- Your goal
Across the listing below, count the lines containing "Item". Give nothing but the number.
::: Record extracts
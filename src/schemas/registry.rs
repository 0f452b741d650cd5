use crate::error::{AgentError, Result};
use crate::functions::BookingDomain;
use serde::{Deserialize, Serialize};
use serde_json::{json, Map, Value};
use std::collections::{BTreeMap, BTreeSet, HashMap};

/// Value type of a slot, either hard-coded or inferred from venue data
#[derive(Debug, Clone, Copy, PartialEq, Eq, Serialize, Deserialize)]
#[serde(rename_all = "lowercase")]
pub enum SlotType {
    String,
    Integer,
    Number,
    Boolean,
}

impl SlotType {
    pub fn as_str(&self) -> &'static str {
        match self {
            SlotType::String => "string",
            SlotType::Integer => "integer",
            SlotType::Number => "number",
            SlotType::Boolean => "boolean",
        }
    }

    /// Infer a column type from sampled values.
    ///
    /// Returns `None` when there is nothing to infer from.
    pub fn infer<'a>(samples: impl IntoIterator<Item = &'a str>) -> Option<Self> {
        let samples: Vec<&str> = samples.into_iter().collect();
        if samples.is_empty() {
            return None;
        }

        let slot_type = if samples
            .iter()
            .all(|s| !s.is_empty() && s.chars().all(|c| c.is_ascii_digit()))
        {
            SlotType::Integer
        } else if samples.iter().all(|s| s.parse::<f64>().is_ok()) {
            SlotType::Number
        } else if samples
            .iter()
            .all(|s| s.eq_ignore_ascii_case("true") || s.eq_ignore_ascii_case("false"))
        {
            SlotType::Boolean
        } else {
            SlotType::String
        };
        Some(slot_type)
    }

    /// Render a declared value as JSON of this type, falling back to the
    /// raw string when it does not parse
    pub fn typed_value(&self, raw: &str) -> Value {
        match self {
            SlotType::String => json!(raw),
            SlotType::Integer => raw.parse::<i64>().map(Value::from).unwrap_or(json!(raw)),
            SlotType::Number => raw.parse::<f64>().map(Value::from).unwrap_or(json!(raw)),
            SlotType::Boolean => json!(raw.eq_ignore_ascii_case("true")),
        }
    }
}

/// Closed or open set of values a slot is expected to take
#[derive(Debug, Clone, PartialEq, Eq, Serialize, Deserialize)]
#[serde(tag = "kind", content = "values", rename_all = "snake_case")]
pub enum SlotValues {
    Free,
    Enumerated(Vec<String>),
    Examples(Vec<String>),
}

/// One parameter of a function
#[derive(Debug, Clone, Serialize, Deserialize)]
pub struct SlotSpec {
    pub name: String,
    pub description: String,
    pub slot_type: SlotType,
    pub values: SlotValues,
}

impl SlotSpec {
    pub fn new(name: impl Into<String>, description: impl Into<String>, slot_type: SlotType) -> Self {
        Self {
            name: name.into(),
            description: description.into(),
            slot_type,
            values: SlotValues::Free,
        }
    }

    pub fn with_values(mut self, values: SlotValues) -> Self {
        self.values = values;
        self
    }

    pub fn enumerated_values(&self) -> Option<&[String]> {
        match &self.values {
            SlotValues::Enumerated(values) => Some(values),
            _ => None,
        }
    }

    fn property_schema(&self) -> Value {
        let mut property = Map::new();
        property.insert("type".to_string(), json!(self.slot_type.as_str()));
        property.insert("description".to_string(), json!(self.description));

        if self.slot_type != SlotType::Boolean {
            match &self.values {
                SlotValues::Enumerated(values) => {
                    let typed: Vec<Value> =
                        values.iter().map(|v| self.slot_type.typed_value(v)).collect();
                    property.insert("enum".to_string(), Value::Array(typed));
                }
                SlotValues::Examples(values) if !values.is_empty() => {
                    let typed: Vec<Value> =
                        values.iter().map(|v| self.slot_type.typed_value(v)).collect();
                    property.insert("examples".to_string(), Value::Array(typed));
                }
                _ => {}
            }
        }

        Value::Object(property)
    }
}

/// What a declared function is bound to when dispatched
#[derive(Debug, Clone, PartialEq, Eq, Serialize, Deserialize)]
#[serde(tag = "type", rename_all = "snake_case")]
pub enum FunctionTarget {
    /// Agent-written SQL against one venue table
    SqlQuery { table: String },
    /// Equality filters over the result slots of one venue table
    FilterQuery { table: String },
    /// Fixed-domain reservation
    Booking { domain: BookingDomain },
    /// Taxi booking, never persisted
    Taxi,
    /// Dynamic-service transaction
    ServiceTransaction { service: String },
}

/// One callable operation of a service
#[derive(Debug, Clone, Serialize, Deserialize)]
pub struct FunctionSpec {
    pub name: String,
    pub description: String,
    pub is_transactional: bool,
    pub required_slots: Vec<String>,
    /// Optional slot name to its default value
    pub optional_slots: BTreeMap<String, String>,
    pub result_slots: Vec<String>,
    pub slots: BTreeMap<String, SlotSpec>,
    pub target: FunctionTarget,
}

impl FunctionSpec {
    /// Check the declaration is self-consistent
    pub fn check(&self) -> Result<()> {
        if let Some(overlap) = self
            .required_slots
            .iter()
            .find(|slot| self.optional_slots.contains_key(*slot))
        {
            return Err(AgentError::Config(format!(
                "function \"{}\" declares \"{}\" as both required and optional",
                self.name, overlap
            )));
        }

        if let Some(undeclared) = self
            .declared_parameters()
            .into_iter()
            .find(|slot| !self.slots.contains_key(*slot))
        {
            return Err(AgentError::Config(format!(
                "function \"{}\" has no slot definition for \"{}\"",
                self.name, undeclared
            )));
        }

        Ok(())
    }

    /// Required slots followed by optional ones, in declaration order
    pub fn declared_parameters(&self) -> Vec<&str> {
        self.required_slots
            .iter()
            .map(String::as_str)
            .chain(self.optional_slots.keys().map(String::as_str))
            .collect()
    }

    pub fn is_declared(&self, parameter: &str) -> bool {
        self.required_slots.iter().any(|slot| slot == parameter)
            || self.optional_slots.contains_key(parameter)
    }

    pub fn slot(&self, name: &str) -> Option<&SlotSpec> {
        self.slots.get(name)
    }

    /// Serialize as a function definition for the chat completion API
    pub fn to_definition(&self) -> Value {
        let properties: Map<String, Value> = self
            .declared_parameters()
            .into_iter()
            .filter_map(|name| {
                self.slots
                    .get(name)
                    .map(|slot| (name.to_string(), slot.property_schema()))
            })
            .collect();

        json!({
            "name": self.name,
            "description": self.description,
            "parameters": {
                "type": "object",
                "properties": properties,
                "required": self.required_slots,
            }
        })
    }
}

/// Immutable description of one callable domain or service
#[derive(Debug, Clone, Serialize, Deserialize)]
pub struct ServiceSchema {
    pub service_name: String,
    pub description: String,
    pub functions: Vec<FunctionSpec>,
}

/// Index of every service and function declared for a run.
///
/// Built once at start-up and shared by reference; nothing mutates it after
/// construction.
#[derive(Debug, Clone, Default)]
pub struct SchemaRegistry {
    services: BTreeMap<String, ServiceSchema>,
    order: Vec<String>,
    by_function: HashMap<String, (String, usize)>,
}

impl SchemaRegistry {
    pub fn new(services: impl IntoIterator<Item = ServiceSchema>) -> Result<Self> {
        let mut registry = Self::default();

        for service in services {
            if registry.services.contains_key(&service.service_name) {
                return Err(AgentError::Config(format!(
                    "service \"{}\" declared twice",
                    service.service_name
                )));
            }

            for (idx, function) in service.functions.iter().enumerate() {
                function.check()?;
                let previous = registry.by_function.insert(
                    function.name.clone(),
                    (service.service_name.clone(), idx),
                );
                if previous.is_some() {
                    return Err(AgentError::Config(format!(
                        "function \"{}\" declared more than once",
                        function.name
                    )));
                }
            }

            registry.order.push(service.service_name.clone());
            registry
                .services
                .insert(service.service_name.clone(), service);
        }

        Ok(registry)
    }

    pub fn service(&self, service_name: &str) -> Result<&ServiceSchema> {
        self.services
            .get(service_name)
            .ok_or_else(|| AgentError::UnknownService(service_name.to_string()))
    }

    pub fn get_function(&self, service_name: &str, function_name: &str) -> Result<&FunctionSpec> {
        self.service(service_name)?
            .functions
            .iter()
            .find(|function| function.name == function_name)
            .ok_or_else(|| AgentError::UnknownFunction {
                service: service_name.to_string(),
                function: function_name.to_string(),
            })
    }

    /// Look a function up by its globally unique name
    pub fn find_function(&self, function_name: &str) -> Option<&FunctionSpec> {
        let (service_name, idx) = self.by_function.get(function_name)?;
        self.services
            .get(service_name)
            .and_then(|service| service.functions.get(*idx))
    }

    pub fn services(&self) -> impl Iterator<Item = &ServiceSchema> {
        self.order.iter().filter_map(|name| self.services.get(name))
    }

    pub fn functions(&self) -> impl Iterator<Item = &FunctionSpec> {
        self.services().flat_map(|service| service.functions.iter())
    }

    pub fn service_names(&self) -> Vec<&str> {
        self.order.iter().map(String::as_str).collect()
    }

    /// Registry restricted to the services of one dialogue
    pub fn subset<S: AsRef<str>>(&self, service_names: &[S]) -> Result<Self> {
        let mut seen = BTreeSet::new();
        let mut selected = Vec::new();
        for name in service_names {
            let name = name.as_ref();
            if seen.insert(name) {
                selected.push(self.service(name)?.clone());
            }
        }
        Self::new(selected)
    }

    /// Function definitions handed to the agent model
    pub fn function_definitions(&self) -> Vec<Value> {
        self.functions().map(FunctionSpec::to_definition).collect()
    }
}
::::::
- Output for this exercise
4